To achieve this production chain the government is willing to give high-tech companies special treatment on tax and other incentives to make their products in Brazil, helping to counter common complaints about high labor costs, red tape and poor infrastructure.


Heavy Chinese demand for commodities such as iron ore and soy has boosted Brazil’s economy in recent years but fueled concerns about a lopsided trade relationship.

A wave of manufactured Chinese imports, which have quintupled in size since 2005, has badly hurt Brazilian manufacturers and become a political headache for President Dilma Rousseff.

Brazil’s commodity and consumer-driven economy imported $22.2 billion worth of electronics equipment last year, up nearly 43 percent from 2009, trade data show. Its trade deficit in “high-technology” goods grew more than 11 percent in the first three months of this year to $6.8 billion.

The new Foxconn investment in Brazil, which CEO Terry Gou discussed with Rousseff during her trip to China in April, would help tech companies sidestep hefty import tariffs on products that drastically raise prices for consumers.

An iPad in Brazil retails for double its U.S. price. Despite such lofty prices, an emerging middle class is fueling strong sales of computers and cellphones. Sales of computers reached 3.6 million units in the first three months of this year, up 22 percent from a year ago, according to technology research firm International Data Corp.

Firms have been ramping up domestic production in recent years, albeit from a low base.

“It’s in its infancy but it’s really growing fast,” said Andy Grouwstra, the head of development for California-based microchip designer Perceptia, which has invested about $900,000 in its small Brazilian operation.

Perceptia’s three Brazilian chip engineers are based in Campinas city in Sao Paulo state, considered Brazil’s “Silicon Valley” for its cluster of high-tech firms.

“In five years it’s gone from people just talking to people engaging in real projects,” he said.

Aside from Apple, Foxconn’s clients include Hewlett Packard, Sony and Dell.
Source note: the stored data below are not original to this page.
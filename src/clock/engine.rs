use async_channel::Receiver;
use tracing::{debug, trace};

use crate::{
    alarm::{AlarmKind, AlarmScheduler},
    clock::{FrameScheduler, Millis, TickHandle},
    event::{ClockEvent, EventBus, EventKind, ListenerId, stream},
};

/// Frame-synchronized stopwatch.
///
/// Elapsed time is derived from the timestamps the frame scheduler delivers,
/// not from a wall clock of its own. Pausing does not cancel the frame
/// registration; instead each paused tick shifts the start reference forward
/// by the frame gap, so elapsed time stays frozen and resumes seamlessly
/// without a separate pause accumulator.
pub struct ClockEngine<S: FrameScheduler> {
    scheduler: S,
    events: EventBus,
    alarms: AlarmScheduler,
    start_reference: Option<Millis>,
    last_frame: Millis,
    elapsed: Millis,
    paused: bool,
    tick_handle: Option<TickHandle>,
}

impl<S: FrameScheduler> ClockEngine<S> {
    pub fn new(scheduler: S) -> Self {
        Self {
            scheduler,
            events: EventBus::new(),
            alarms: AlarmScheduler::new(),
            start_reference: None,
            last_frame: 0,
            elapsed: 0,
            paused: false,
            tick_handle: None,
        }
    }

    /// Starts the stopwatch, or resumes it when paused.
    ///
    /// Returns false when already running un-paused: at most one frame
    /// registration exists per engine, so a second start is a no-op.
    pub fn start(&mut self) -> bool {
        if self.paused {
            self.paused = false;
            debug!("clock resumed");
            return true;
        }
        if self.tick_handle.is_some() {
            return false;
        }
        self.tick_handle = Some(self.scheduler.request_frame());
        debug!("clock started");
        true
    }

    /// Freezes elapsed time. Fails when not running or already paused.
    ///
    /// The frame registration stays live; ticks keep arriving and absorb the
    /// paused wall-clock gap into the start reference.
    pub fn pause(&mut self) -> bool {
        if self.start_reference.is_none() || self.paused {
            return false;
        }
        self.paused = true;
        debug!(elapsed = self.elapsed, "clock paused");
        true
    }

    /// Cancels the frame registration and resets the run. Fails when no frame
    /// has been observed since the last stop.
    ///
    /// The last elapsed value stays readable through [`ClockEngine::elapsed`]
    /// until the next start. Pending alarms survive; only the fired
    /// bookkeeping is cleared, so they are armed again for the next run.
    pub fn stop(&mut self) -> bool {
        if self.start_reference.is_none() {
            return false;
        }
        if let Some(handle) = self.tick_handle.take() {
            self.scheduler.cancel_frame(handle);
        }
        self.start_reference = None;
        self.paused = false;
        self.alarms.clear_fired();
        debug!(elapsed = self.elapsed, "clock stopped");
        true
    }

    /// Elapsed time at the most recent tick: frozen while paused, final value
    /// after stop, zero before the first frame.
    pub fn elapsed(&self) -> Millis {
        self.elapsed
    }

    pub fn is_running(&self) -> bool {
        self.start_reference.is_some()
    }

    pub fn is_paused(&self) -> bool {
        self.paused
    }

    /// Whether a frame registration is live, i.e. the frame loop is active.
    pub fn is_scheduled(&self) -> bool {
        self.tick_handle.is_some()
    }

    /// Schedules an alarm against the current elapsed time. Returns false on
    /// a zero value or an absolute deadline that is not in the future.
    pub fn set_alarm(&mut self, value: Millis, kind: AlarmKind) -> bool {
        match self.alarms.schedule(kind, value, self.elapsed) {
            Ok(_) => true,
            Err(err) => {
                debug!(%err, "alarm rejected");
                false
            }
        }
    }

    /// Schedules a relative alarm, due `value` after the current elapsed time.
    pub fn set_alarm_in(&mut self, value: Millis) -> bool {
        self.set_alarm(value, AlarmKind::Relative)
    }

    /// Scheduled deadlines in registration order. Fired deadlines stay listed
    /// until [`ClockEngine::clear_alarms`].
    pub fn alarms(&self) -> &[Millis] {
        self.alarms.list()
    }

    /// Drops every scheduled deadline along with its fired bookkeeping.
    pub fn clear_alarms(&mut self) {
        self.alarms.clear();
    }

    pub fn on<F>(&mut self, kind: EventKind, callback: F) -> ListenerId
    where
        F: FnMut(Millis) + Send + 'static,
    {
        self.events.on(kind, callback)
    }

    pub fn off(&mut self, kind: EventKind, id: ListenerId) -> bool {
        self.events.off(kind, id)
    }

    pub fn off_event(&mut self, kind: EventKind) -> bool {
        self.events.off_event(kind)
    }

    pub fn off_all(&mut self) {
        self.events.off_all();
    }

    /// Update and alarm notifications as an async stream.
    pub fn event_stream(&mut self) -> Receiver<ClockEvent> {
        stream::attach(&mut self.events)
    }

    /// One frame of the clock loop; `frame_timestamp` must be monotonically
    /// non-decreasing across calls.
    ///
    /// Invoked by whatever drives the frame scheduler, not part of the
    /// command surface. A frame delivered after stop released the
    /// registration is ignored.
    pub fn tick(&mut self, frame_timestamp: Millis) {
        if self.tick_handle.is_none() {
            trace!(frame_timestamp, "stale frame ignored");
            return;
        }
        self.tick_handle = Some(self.scheduler.request_frame());

        let start = match self.start_reference {
            None => {
                // First frame of the run anchors the timeline.
                self.start_reference = Some(frame_timestamp);
                frame_timestamp
            }
            Some(start) if self.paused => {
                let gap = frame_timestamp.saturating_sub(self.last_frame);
                let shifted = start.saturating_add(gap);
                self.start_reference = Some(shifted);
                shifted
            }
            Some(start) => start,
        };

        self.last_frame = frame_timestamp;
        self.elapsed = frame_timestamp.saturating_sub(start);
        self.events.dispatch(EventKind::Update, self.elapsed);

        if self.paused {
            return;
        }
        for deadline in self.alarms.due_at(self.elapsed) {
            self.alarms.mark_fired(deadline);
            debug!(deadline, elapsed = self.elapsed, "alarm fired");
            self.events.dispatch(EventKind::Alarm, self.elapsed);
        }
    }
}
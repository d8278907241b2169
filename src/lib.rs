//! Frame-synchronized stopwatch with pause compensation and one-shot alarms.
//!
//! A [`ClockEngine`] derives elapsed time from the timestamps an injected
//! [`FrameScheduler`] delivers once per rendering frame. It dispatches an
//! `update` event every frame and an `alarm` event when a scheduled deadline
//! comes due, each deadline firing at most once per run. Pausing freezes
//! elapsed time by shifting the timeline origin, so paused wall-clock time is
//! never counted.
//!
//! Frames can be pumped deterministically (see [`ManualFrameScheduler`]) or
//! from the tokio timer via [`IntervalFrames`] and [`drive`].

pub mod alarm;
pub mod clock;
pub mod error;
pub mod event;

pub use alarm::{AlarmKind, AlarmScheduler};
pub use clock::{
    ClockEngine, FrameScheduler, FrameSource, IntervalFrames, ManualFrameScheduler, Millis,
    TickHandle, drive,
};
pub use error::AlarmError;
pub use event::{ClockEvent, EventBus, EventKind, ListenerId};
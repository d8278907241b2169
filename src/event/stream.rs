use async_channel::Receiver;

use crate::{
    clock::Millis,
    event::{EventBus, EventKind},
};

/// One clock notification, carried over an async channel for consumers that
/// live outside the frame loop.
#[derive(Debug, Clone, Copy, PartialEq, Eq)]
pub enum ClockEvent {
    Update(Millis),
    Alarm(Millis),
}

/// Bridges the synchronous bus onto an unbounded channel.
///
/// The forwarding listeners stay registered for the bus's lifetime; once the
/// receiver is dropped they silently discard events.
pub(crate) fn attach(bus: &mut EventBus) -> Receiver<ClockEvent> {
    let (tx, rx) = async_channel::unbounded();
    let update_tx = tx.clone();
    bus.on(EventKind::Update, move |elapsed| {
        let _ = update_tx.try_send(ClockEvent::Update(elapsed));
    });
    bus.on(EventKind::Alarm, move |elapsed| {
        let _ = tx.try_send(ClockEvent::Alarm(elapsed));
    });
    rx
}

#[cfg(test)]
mod tests {
    use super::*;

    #[test]
    fn test_stream_preserves_dispatch_order() {
        let mut bus = EventBus::new();
        let rx = attach(&mut bus);

        bus.dispatch(EventKind::Update, 16);
        bus.dispatch(EventKind::Alarm, 16);
        bus.dispatch(EventKind::Update, 32);

        assert_eq!(rx.try_recv(), Ok(ClockEvent::Update(16)));
        assert_eq!(rx.try_recv(), Ok(ClockEvent::Alarm(16)));
        assert_eq!(rx.try_recv(), Ok(ClockEvent::Update(32)));
        assert!(rx.try_recv().is_err());
    }

    #[test]
    fn test_dropped_receiver_does_not_break_dispatch() {
        let mut bus = EventBus::new();
        let rx = attach(&mut bus);
        drop(rx);

        // Forwarders are still registered but sends fail silently.
        bus.dispatch(EventKind::Update, 100);
    }
}
use thiserror::Error;

use crate::clock::Millis;

#[derive(Error, Debug, PartialEq, Eq)]
pub enum AlarmError {
    #[error("alarm value must be greater than zero")]
    ZeroValue,
    #[error("absolute deadline {requested} is not after current elapsed time {elapsed}")]
    DeadlineInPast { requested: Millis, elapsed: Millis },
}
pub mod kind;
pub mod scheduler;

pub use kind::AlarmKind;
pub use scheduler::AlarmScheduler;
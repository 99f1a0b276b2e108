//! # Run Context Module / 运行上下文模块
//!
//! The state shared by every entry of one orchestrator invocation: host
//! paths, the in-container mount point, the invoking user, and the backing
//! services (data store, message broker) that are started once before the
//! first entry and torn down after the last one.
//!
//! 一次编排器调用中所有条目共享的状态：主机路径、容器内挂载点、调用用户，
//! 以及在第一个条目之前启动一次、在最后一个条目之后关闭的后端服务。

use chrono::Local;
use colored::*;
use std::path::{Component, Path, PathBuf};

use crate::core::config::Settings;
use crate::core::error::{MatrixError, Result};
use crate::core::models::{EntryPaths, LOG_FILE_NAME, SNAPSHOT_FILE_NAME};
use crate::core::spec::MatrixEntry;
use crate::infra::command::{Invocation, ProcessRunner, SharedRunner};
use crate::infra::docker::Docker;
use crate::infra::t;

/// Shared state for one run. Dropping a context whose services are still up
/// tears them down as a last resort; call [`RunContext::shutdown`] on the
/// normal path.
///
/// 一次运行的共享状态。丢弃仍有服务运行的上下文时会尽力关闭它们；
/// 正常路径上应调用 [`RunContext::shutdown`]。
pub struct RunContext {
    pub source_dir: PathBuf,
    pub log_root: PathBuf,
    pub ledger_path: PathBuf,
    /// `uid:gid` the container runs as, when resolved.
    pub host_user: Option<String>,
    pub settings: Settings,
    /// The log root relative to the source dir, `/`-joined.
    log_root_rel: String,
    runner: SharedRunner,
    services_up: bool,
}

impl RunContext {
    /// Builds a context without touching the system.
    ///
    /// # Errors
    /// `MatrixError::Configuration` if the log root escapes the source dir,
    /// since the container could not write logs into it.
    pub fn new(source_dir: PathBuf, settings: Settings, runner: SharedRunner) -> Result<Self> {
        let log_root = settings.log_root_in(&source_dir);
        let rel = log_root.strip_prefix(&source_dir).map_err(|_| {
            MatrixError::Configuration(format!(
                "log root {} must be inside the project directory {}",
                log_root.display(),
                source_dir.display()
            ))
        })?;
        if rel.as_os_str().is_empty() || rel.components().any(|c| !matches!(c, Component::Normal(_))) {
            return Err(MatrixError::Configuration(format!(
                "log root {} must be a sub-directory of the project directory",
                log_root.display()
            )));
        }
        let log_root_rel = rel
            .components()
            .map(|c| c.as_os_str().to_string_lossy().into_owned())
            .collect::<Vec<_>>()
            .join("/");

        Ok(Self {
            ledger_path: log_root.join(&settings.ledger_file),
            log_root,
            log_root_rel,
            source_dir,
            host_user: None,
            settings,
            runner,
            services_up: false,
        })
    }

    pub fn runner(&self) -> &dyn ProcessRunner {
        self.runner.as_ref()
    }

    pub fn docker(&self) -> Docker<'_> {
        Docker::new(self.runner(), &self.settings.docker.binary)
    }

    pub fn container_name(&self) -> &str {
        &self.settings.container_name
    }

    /// Resolves `uid:gid` of the invoking user with `id`, unless disabled.
    /// Failure leaves the container running as the image's default user.
    pub async fn resolve_host_user(&mut self) {
        if !self.settings.run_as_host_user {
            return;
        }
        let uid = self.id_field("-u").await;
        let gid = self.id_field("-g").await;
        match (uid, gid) {
            (Some(uid), Some(gid)) => self.host_user = Some(format!("{uid}:{gid}")),
            _ => tracing::warn!("could not resolve the host user; containers run as image default"),
        }
    }

    async fn id_field(&self, flag: &str) -> Option<String> {
        let output = self.runner.run(&Invocation::new("id").arg(flag)).await.ok()?;
        let value = output.output.trim();
        (output.success() && !value.is_empty()).then(|| value.to_string())
    }

    /// Brings up the backing services once for the whole run.
    ///
    /// The context counts the services as up before the command returns, so a
    /// half-started stack is still torn down.
    ///
    /// # Errors
    /// `MatrixError::Provisioning` if the start command fails.
    pub async fn start_services(&mut self) -> Result<()> {
        let services = &self.settings.services;
        if !services.enabled {
            return Ok(());
        }
        let Some(up) = Invocation::from_argv(&services.up) else {
            return Ok(());
        };

        println!("{}", t!("run.services_starting").blue());
        self.services_up = true;
        let up = up.current_dir(&self.source_dir);
        match self.runner.run(&up).await {
            Ok(output) if output.success() => Ok(()),
            Ok(output) => Err(MatrixError::provisioning(
                "backing services",
                format!("'{up}' exited with {:?}: {}", output.code, output.output.trim()),
            )),
            Err(e) => Err(MatrixError::provisioning("backing services", e.to_string())),
        }
    }

    /// Tears the backing services down. Safe to call more than once.
    pub async fn shutdown(&mut self) {
        let Some(down) = self.take_teardown() else {
            return;
        };
        println!("{}", t!("run.services_stopping").blue());
        match self.runner.run(&down).await {
            Ok(output) if output.success() => {}
            Ok(output) => tracing::warn!(code = ?output.code, "service teardown failed: {}", output.output.trim()),
            Err(e) => tracing::warn!("service teardown failed: {e}"),
        }
    }

    fn take_teardown(&mut self) -> Option<Invocation> {
        if !std::mem::take(&mut self.services_up) {
            return None;
        }
        Invocation::from_argv(&self.settings.services.down)
            .map(|down| down.current_dir(&self.source_dir))
    }

    pub fn services_up(&self) -> bool {
        self.services_up
    }

    /// Allocates the log directory, archive and in-container paths for an
    /// entry. The key is `<image-key>[-<label-key>]-<timestamp>`, suffixed with a
    /// counter if a directory or archive by that name already exists.
    ///
    /// 为条目分配日志目录、归档和容器内路径。
    pub fn entry_paths(&self, entry: &MatrixEntry) -> EntryPaths {
        let stamp = Local::now().format("%Y%m%d-%H%M%S").to_string();
        let mut base = entry.image_key();
        let label = entry.label_key();
        if !label.is_empty() {
            base.push('-');
            base.push_str(&label);
        }
        base.push('-');
        base.push_str(&stamp);

        let mut key = base.clone();
        let mut counter = 1;
        while self.log_root.join(&key).exists() || self.archive_path(&key).exists() {
            counter += 1;
            key = format!("{base}-{counter}");
        }

        let log_dir = self.log_root.join(&key);
        EntryPaths {
            log_file: log_dir.join(LOG_FILE_NAME),
            snapshot: log_dir.join(SNAPSHOT_FILE_NAME),
            archive: self.archive_path(&key),
            container_log_dir: format!(
                "{}/{}/{}",
                self.settings.mount_path.trim_end_matches('/'),
                self.log_root_rel,
                key
            ),
            log_dir,
            key,
        }
    }

    fn archive_path(&self, key: &str) -> PathBuf {
        self.log_root.join(format!("{key}.tar.gz"))
    }

    pub fn source_dir(&self) -> &Path {
        &self.source_dir
    }
}

impl Drop for RunContext {
    fn drop(&mut self) {
        let Some(down) = self.take_teardown() else {
            return;
        };
        // Only a multi-threaded runtime can block here without stalling the
        // reactor that drives the child process.
        let handle = match tokio::runtime::Handle::try_current() {
            Ok(handle) if handle.runtime_flavor() == tokio::runtime::RuntimeFlavor::MultiThread => handle,
            _ => {
                tracing::warn!(command = %down, "backing services left running; run the teardown manually");
                return;
            }
        };
        let runner = self.runner.clone();
        tokio::task::block_in_place(|| {
            if let Err(e) = handle.block_on(runner.run(&down)) {
                tracing::warn!("service teardown failed: {e}");
            }
        });
    }
}
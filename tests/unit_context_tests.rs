//! # Run Context & Planner Unit Tests / 运行上下文与计划单元测试

mod common;

use common::{FakeRunner, context, entry, project};
use image_matrix::config::Settings;
use image_matrix::core::context::RunContext;
use image_matrix::core::error::MatrixError;
use image_matrix::core::planner::{RunMode, RunOptions, plan_run};
use image_matrix::infra::command::SharedRunner;
use image_matrix::infra::fs::prepare_environment;
use std::fs;
use std::path::PathBuf;

#[test]
fn test_entry_paths_layout() {
    let dir = project();
    let runner = FakeRunner::default().shared();
    let ctx = context(dir.path(), Settings::default(), &runner);

    let paths = ctx.entry_paths(&entry("ghcr.io/org/py:3.11", "", "unit"));

    assert!(paths.key.starts_with("ghcr.io_org_py_3.11-unit-"));
    assert_eq!(paths.log_dir, dir.path().join("testlogs").join(&paths.key));
    assert_eq!(paths.log_file, paths.log_dir.join("test.log"));
    assert_eq!(paths.snapshot, paths.log_dir.join("freeze.txt"));
    assert_eq!(
        paths.archive,
        dir.path().join("testlogs").join(format!("{}.tar.gz", paths.key))
    );
    assert_eq!(paths.container_log_dir, format!("/project/testlogs/{}", paths.key));
    assert_eq!(paths.container_log_file(), format!("/project/testlogs/{}/test.log", paths.key));
}

#[test]
fn test_label_separators_are_flattened_in_key() {
    let dir = project();
    let runner = FakeRunner::default().shared();
    let ctx = context(dir.path(), Settings::default(), &runner);

    let paths = ctx.entry_paths(&entry("img", "", "py3/unit"));

    assert!(paths.key.starts_with("img-py3_unit-"));
    assert_eq!(paths.log_dir.parent(), Some(ctx.log_root.as_path()));
    assert_eq!(paths.archive.parent(), Some(ctx.log_root.as_path()));
}

#[test]
fn test_label_cannot_climb_out_of_log_root() {
    let dir = project();
    let runner = FakeRunner::default().shared();
    let ctx = context(dir.path(), Settings::default(), &runner);

    for label in ["x/../../escaped", "..", "../..", "a\\..\\b"] {
        let paths = ctx.entry_paths(&entry("img", "", label));

        assert!(!paths.key.contains('/') && !paths.key.contains('\\'), "{}", paths.key);
        assert_eq!(paths.log_dir.parent(), Some(ctx.log_root.as_path()));
        assert_eq!(paths.archive.parent(), Some(ctx.log_root.as_path()));
        assert!(paths.container_log_dir.starts_with("/project/testlogs/"));
        assert!(!paths.container_log_dir.contains("/../"));
    }
}

#[test]
fn test_entry_paths_are_unique_when_archive_exists() {
    let dir = project();
    let runner = FakeRunner::default().shared();
    let ctx = context(dir.path(), Settings::default(), &runner);
    fs::create_dir_all(&ctx.log_root).unwrap();

    let first = ctx.entry_paths(&entry("img", "", "x"));
    fs::write(&first.archive, b"archive").unwrap();
    let second = ctx.entry_paths(&entry("img", "", "x"));

    assert_ne!(first.key, second.key);
    assert!(!second.archive.exists());
}

#[test]
fn test_log_root_outside_project_is_rejected() {
    let dir = project();
    let runner: SharedRunner = FakeRunner::default().shared();
    let mut settings = Settings::default();
    settings.log_root = PathBuf::from("../logs");
    let result = RunContext::new(dir.path().to_path_buf(), settings, runner);
    assert!(matches!(result, Err(MatrixError::Configuration(_))));
}

#[test]
fn test_nested_log_root_maps_into_container() {
    let dir = project();
    let runner = FakeRunner::default().shared();
    let mut settings = Settings::default();
    settings.log_root = PathBuf::from("ci/logs");
    settings.mount_path = "/src/".to_string();
    let ctx = context(dir.path(), settings, &runner);

    let paths = ctx.entry_paths(&entry("img", "", "x"));
    assert_eq!(paths.container_log_dir, format!("/src/ci/logs/{}", paths.key));
    assert_eq!(ctx.ledger_path, dir.path().join("ci/logs/summary.log"));
}

#[test]
fn test_prepare_refuses_clean_dirs_outside_project() {
    let dir = project();
    let outside = vec![PathBuf::from("../elsewhere")];
    let err = prepare_environment(dir.path(), &dir.path().join("testlogs"), &outside, true).unwrap_err();
    assert!(matches!(err, MatrixError::Configuration(_)));
    // Nothing was created or removed.
    assert!(!dir.path().join("testlogs").exists());
}

#[test]
fn test_prepare_without_reset_only_ensures_log_root() {
    let dir = project();
    let log_root = dir.path().join("testlogs");
    fs::create_dir_all(dir.path().join("build")).unwrap();
    prepare_environment(dir.path(), &log_root, &[PathBuf::from("build")], false).unwrap();
    assert!(log_root.is_dir());
    assert!(dir.path().join("build").is_dir());
}

#[test]
fn test_plan_adhoc_entry_does_not_reset_by_default() {
    let dir = project();
    let options = RunOptions {
        image: Some("python:3.12".into()),
        tests: Some("tests/unit".into()),
        ..RunOptions::default()
    };
    let plan = plan_run(&options, &Settings::default(), dir.path()).unwrap();

    assert_eq!(plan.mode, RunMode::AdHoc);
    assert!(!plan.reset);
    assert_eq!(plan.entries.len(), 1);
    assert_eq!(plan.entries[0].label, "tests_unit");
    assert_eq!(plan.entries[0].extras, "dev");
}

#[test]
fn test_plan_adhoc_clean_resets() {
    let dir = project();
    let options = RunOptions {
        image: Some("python:3.12".into()),
        clean: true,
        ..RunOptions::default()
    };
    assert!(plan_run(&options, &Settings::default(), dir.path()).unwrap().reset);
}

#[test]
fn test_plan_full_loads_project_specs() {
    let dir = project();
    fs::write(dir.path().join("testspecs.txt"), "img-a;;;;;a\nimg-b;;;;;b\n").unwrap();

    let plan = plan_run(&RunOptions::default(), &Settings::default(), dir.path()).unwrap();

    assert!(plan.reset);
    assert_eq!(
        plan.mode,
        RunMode::Full {
            specs: dir.path().join("testspecs.txt")
        }
    );
    assert_eq!(plan.entries.len(), 2);
}

#[test]
fn test_plan_full_with_missing_specs_fails_before_any_reset() {
    let dir = project();
    fs::create_dir_all(dir.path().join("testlogs")).unwrap();
    fs::write(dir.path().join("testlogs/summary.log"), "k==0\n").unwrap();

    let err = plan_run(&RunOptions::default(), &Settings::default(), dir.path()).unwrap_err();

    assert!(matches!(err, MatrixError::Configuration(_)));
    assert!(dir.path().join("testlogs/summary.log").exists());
}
It has yet to give details on its Brazil plans but officials say the $12 billion investment would be over 5-6 years and create 100,000 jobs.


As a first step to encourage the 12 firms it says want to expand production of tablet computers in Brazil, including Samsung Electronics and LG Electronics, the government passed a provisional law on Monday to cut taxes on those products that should slash prices by around a third.

Schaefer, who has been directly involved in talks with Foxconn, said the government was “very close” to agreeing the next step — a reduction in the industrial products sales tax that would be tied to requirements to source components in Brazil in the coming years.

“There is a huge interest in producing tablets in Brazil,” he said. “I think companies will have enough information and incentives to bring together their business plans and start production in Brazil.”

The government taskforce composed of three ministries and the BNDES national development bank is discussing other requests for incentives from Foxconn, including possible BNDES loans and priority customs treatment at airports and ports.

Executives in Brazil’s nascent tech sector hope that Foxconn may provide the battering ram to smash barriers that have held back growth and prevented the industry from putting down deeper roots.

Grouwstra described Brazilian customs as a “complete nightmare” that often resulted in long delays for deliveries of equipment and components. “Any way they can help the industry that would be huge,” he said.

Heavy labor regulation also makes it as expensive for Perceptia to employ an engineer in Brazil as in Silicon Valley, despite significantly lower productivity.

“The productivity isn’t there yet,” Grouwstra said, adding it would likely take five to 10 years to reach U.S. levels.